■ Task prompt
Establish the number of lines below that contain the string "derive". State that number alone.

Data records
//! Go-back-N send-side protocol engine.
//!
//! [`Sender`] segments application messages into fixed-size frames and keeps
//! a sliding window of up to [`WINDOW_SIZE`] frames in flight.
//!
//! # Protocol contract
//!
//! - At most [`WINDOW_SIZE`] frames may be unacknowledged at once; frames
//!   beyond that wait in an unbounded staging queue.
//! - ACKs are **cumulative**: `ack = K` retires every in-flight frame with
//!   sequence number ≤ `K`.
//! - On timeout the entire window is retransmitted, byte-for-byte, in the
//!   original order (go back to N).
//! - Sequence numbers are `u32` and wrap using modular arithmetic; ordering
//!   comparisons treat two values as "close" when their difference is less
//!   than `u32::MAX / 2`, which always holds within a window.
//!
//! This module only manages state; all socket I/O and timekeeping belong to
//! the caller, reached through [`SenderChannel`].

use std::collections::VecDeque;

use crate::channel::SenderChannel;
use crate::frame::{self, FrameBytes, FIRST_MAX_PAYLOAD, MAX_PAYLOAD};
use crate::{RETRANSMIT_TIMEOUT, WINDOW_SIZE};

// ---------------------------------------------------------------------------
// Helpers
// ---------------------------------------------------------------------------

/// Returns `true` when sequence number `a` is ≤ `b` in wrap-around space.
#[inline]
fn seq_le(a: u32, b: u32) -> bool {
    b.wrapping_sub(a) <= (u32::MAX / 2)
}

// ---------------------------------------------------------------------------
// FrameEntry
// ---------------------------------------------------------------------------

/// One encoded frame, either staged or occupying a window slot.
#[derive(Debug, Clone)]
struct FrameEntry {
    seq: u32,
    bytes: FrameBytes,
}

/// Whether the retransmission timer is currently armed.
///
/// Tracked explicitly so the start/stop calls are issued exactly where the
/// state changes instead of being inferred from window size at call sites.
#[derive(Debug, Clone, Copy, PartialEq, Eq)]
enum TimerState {
    Idle,
    Active,
}

// ---------------------------------------------------------------------------
// Sender
// ---------------------------------------------------------------------------

/// Go-back-N send-side state for one stream.
///
/// # Queue layout
///
/// ```text
///   window (≤ W, in flight)      staging (unbounded, unsent)
///  ┌────┬────┬────┬─────────┐   ┌────┬────┬──────────────────▶
///  │ s  │s+1 │s+2 │   ...   │   │    │    │   ...
///  └────┴────┴────┴─────────┘   └────┴────┴──────────────────▶
///    ▲ oldest unacked             ▲ admitted by drain()
/// ```
#[derive(Debug)]
pub struct Sender {
    /// Sequence number to assign to the next segmented frame.
    next_seq: u32,

    /// Encoded frames not yet admitted to the window.
    staging: VecDeque<FrameEntry>,

    /// In-flight frames ordered by sequence number (front = oldest unacked).
    window: VecDeque<FrameEntry>,

    timer: TimerState,
}

impl Default for Sender {
    fn default() -> Self {
        Self::new()
    }
}

impl Sender {
    /// Create a [`Sender`] whose first frame will carry sequence number 0.
    pub fn new() -> Self {
        Self::with_initial_seq(0)
    }

    /// Create a [`Sender`] starting from an arbitrary sequence number.
    pub fn with_initial_seq(seq_start: u32) -> Self {
        Self {
            next_seq: seq_start,
            staging: VecDeque::new(),
            window: VecDeque::with_capacity(WINDOW_SIZE),
            timer: TimerState::Idle,
        }
    }

    /// Number of frames currently awaiting acknowledgement.
    pub fn in_flight(&self) -> usize {
        self.window.len()
    }

    /// Number of frames segmented but not yet admitted to the window.
    pub fn staged(&self) -> usize {
        self.staging.len()
    }

    /// `true` when nothing is in flight and nothing is staged.
    pub fn is_idle(&self) -> bool {
        self.window.is_empty() && self.staging.is_empty()
    }

    /// Sequence number the next submitted frame will receive.
    pub fn next_seq(&self) -> u32 {
        self.next_seq
    }

    // -----------------------------------------------------------------------
    // Inbound events
    // -----------------------------------------------------------------------

    /// Accept a message from the application.
    ///
    /// The message is split into frames of at most the payload capacity: the
    /// first frame additionally carries the total message length (and so
    /// holds up to [`FIRST_MAX_PAYLOAD`] bytes), each continuation up to
    /// [`MAX_PAYLOAD`].  An empty message still produces one first frame.
    /// There is no size limit; oversized messages fragment as many times as
    /// needed.  Staged frames are then drained into the window.
    pub fn submit(&mut self, message: &[u8], ch: &mut impl SenderChannel) {
        debug_assert!(message.len() <= u32::MAX as usize);
        let total = message.len() as u32;

        let first_len = message.len().min(FIRST_MAX_PAYLOAD);
        let (first, rest) = message.split_at(first_len);

        let seq = self.assign_seq();
        self.staging.push_back(FrameEntry {
            seq,
            bytes: frame::encode_first(seq, total, first),
        });
        let mut nframes = 1usize;

        for chunk in rest.chunks(MAX_PAYLOAD) {
            let seq = self.assign_seq();
            self.staging.push_back(FrameEntry {
                seq,
                bytes: frame::encode_data(seq, chunk),
            });
            nframes += 1;
        }

        log::debug!(
            "[sender] submit: {} byte message as {} frame(s), first seq={}",
            message.len(),
            nframes,
            self.next_seq.wrapping_sub(nframes as u32)
        );
        self.drain(ch);
    }

    /// Process a frame arriving from the channel (a cumulative ACK).
    ///
    /// Corrupt frames and ACKs outside the in-flight range
    /// `[oldest seq, newest seq]` are discarded.  A valid ACK retires every
    /// window frame with sequence ≤ `ack`, restarts the timer, and drains
    /// staged frames into the freed slots; if the window empties, the timer
    /// stops.  Returns the number of newly retired frames (0 for discarded
    /// or stale ACKs).
    pub fn on_frame(&mut self, bytes: &FrameBytes, ch: &mut impl SenderChannel) -> usize {
        let ack = match frame::parse_ack(bytes) {
            Ok(ack) => ack,
            Err(err) => {
                log::debug!("[sender] dropped control frame: {err}");
                return 0;
            }
        };

        let in_range = match (self.window.front(), self.window.back()) {
            (Some(oldest), Some(newest)) => {
                seq_le(oldest.seq, ack) && seq_le(ack, newest.seq)
            }
            _ => false,
        };
        if !in_range {
            log::debug!("[sender] ignoring stale ack={ack}");
            return 0;
        }

        let mut retired = 0usize;
        while let Some(front) = self.window.front() {
            if seq_le(front.seq, ack) {
                self.window.pop_front();
                retired += 1;
            } else {
                break;
            }
        }
        log::debug!(
            "[sender] ← ACK ack={} (retired {}, {} in flight)",
            ack,
            retired,
            self.window.len()
        );

        self.arm_timer(ch);
        self.drain(ch);
        retired
    }

    /// Process a retransmission timeout.
    ///
    /// Restarts the timer and resends every window frame in original order,
    /// unchanged.  A timeout with an empty window is a no-op.
    pub fn on_timeout(&mut self, ch: &mut impl SenderChannel) {
        if self.window.is_empty() {
            return;
        }

        self.arm_timer(ch);
        log::debug!(
            "[sender] timeout — retransmitting {} frame(s) from seq={}",
            self.window.len(),
            self.window.front().map(|e| e.seq).unwrap_or(0)
        );
        for entry in &self.window {
            ch.send_frame(&entry.bytes);
        }
    }

    // -----------------------------------------------------------------------
    // Internals
    // -----------------------------------------------------------------------

    fn assign_seq(&mut self) -> u32 {
        let seq = self.next_seq;
        self.next_seq = self.next_seq.wrapping_add(1);
        seq
    }

    /// Admit staged frames while the window has capacity, transmitting each.
    ///
    /// Keeps the timer consistent with the window: armed whenever frames are
    /// in flight, stopped when the window is empty.
    fn drain(&mut self, ch: &mut impl SenderChannel) {
        while self.window.len() < WINDOW_SIZE {
            match self.staging.pop_front() {
                Some(entry) => {
                    ch.send_frame(&entry.bytes);
                    log::debug!(
                        "[sender] → DATA seq={} in_flight={}",
                        entry.seq,
                        self.window.len() + 1
                    );
                    self.window.push_back(entry);
                }
                None => break,
            }
        }

        if self.window.is_empty() {
            self.disarm_timer(ch);
        } else if self.timer == TimerState::Idle {
            self.arm_timer(ch);
        }
    }

    fn arm_timer(&mut self, ch: &mut impl SenderChannel) {
        self.timer = TimerState::Active;
        ch.start_timer(RETRANSMIT_TIMEOUT);
    }

    fn disarm_timer(&mut self, ch: &mut impl SenderChannel) {
        if self.timer == TimerState::Active {
            self.timer = TimerState::Idle;
            ch.stop_timer();
        }
    }
}

// ---------------------------------------------------------------------------
// Unit tests
// ---------------------------------------------------------------------------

■ Result of this exercise
3